PSALM to tap $1.1-B new loans to pay maturing debts

Published February 4, 2019, 12:00 AM

by manilabulletin_admin

By Myrna M. Velasco

State-run Power Sector Assets and Liabilities Management Corporation (PSALM) is firming up plans to tap fresh loans of US$1.1 billion that it will utilize to settle maturing debts that are requiring bullet payments this year.


“We are in discussion now for a syndicated loan of US$1.1 billion to cover a bullet maturity of NPC (National Power Corporation) loans that will mature in the middle of 2019,” PSALM President Irene Joy B. Garcia has disclosed.

It has to be culled that at NPC’s privatization and following the power sector’s comprehensive restructuring, all of its financial obligations had been transferred to its successor-firm PSALM, hence, the latter takes charge of paying off debts that are falling due.

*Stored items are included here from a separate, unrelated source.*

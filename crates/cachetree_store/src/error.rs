// Copyright (c) Microsoft Corporation.
// Licensed under the MIT License.

//! Error type for store operations.

/// A failed store operation.
///
/// Opaque on purpose: the engine never inspects store failures, it only hands them back to
/// its caller. Use [`std::error::Error::source()`] to reach the backend's own error.
///
/// # Example
///
/// ```
/// use cachetree_store::Error;
///
/// let error = Error::from_message("connection reset");
/// assert!(error.to_string().contains("connection reset"));
/// ```
#[ohno::error]
pub struct Error {}

impl Error {
    /// Creates a store error from a message or from a backend error.
    pub fn from_message(cause: impl Into<Box<dyn std::error::Error + Send + Sync>>) -> Self {
        Self::caused_by(cause)
    }
}

/// A specialized [`Result`] type for store operations.
pub type Result<T> = std::result::Result<T, Error>;

#[cfg(test)]
mod tests {
    use super::*;

    #[test]
    fn display_carries_backend_message() {
        let error = Error::from_message("delete_many rejected");
        let display = format!("{error}");
        assert!(display.contains("delete_many rejected"), "unexpected display: {display}");
    }

    #[test]
    fn wraps_backend_error_types() {
        let io = std::io::Error::other("socket closed");
        let error = Error::from_message(io);
        assert!(format!("{error:?}").contains("socket closed"));
    }
}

Based on previous disclosures of PSALM, the heftiest amount of debt payment due this year is P50 billion, accounting for the global bonds that the company had tapped in 2009.

Other than that, the company has another P31 billion worth of loans that are set for regular amortization as well as bullet payment.

On the company’s colossal foreign exchange (forex) losses last year that subsequently weighed heavily on its bottom line, Garcia noted that such financial liabilities had already been covered by loans secured in 2018. The planned new loans, according to Garcia, “is not at all related to forex losses in 2018.”

The PSALM chief executive similarly emphasized that the company utilized up to P78.66 billion for payment of its financial obligations last year – accounting for principal amount of the credit facilities plus interest charges; then for cost of borrowing and forex losses.

From that level of debt settlement, Garcia indicated that “this amount brought down our remaining unpaid principal obligations to P449.94 billion by end of December 2018” – from its highest of P1.24 trillion prior to NPC’s privatization.

Totally expunging the liabilities of PSALM remains one of the biggest headaches for Finance Secretary Carlos G. Dominguez III, who is the chairman of the company’s board.

The asset-seller firm’s corporate life will end in year 2026, hence, there are suggestions that its remaining liabilities be covered by the Malampaya fund so Filipino consumers could be eternally freed from paying additional costs via the universal charges line items in their electric bills.

With its remaining six-year life, PSALM has been accelerating privatization and divestment of remaining assets so it can also raise additional cash to wipe out the power sector’s humongous financial liabilities.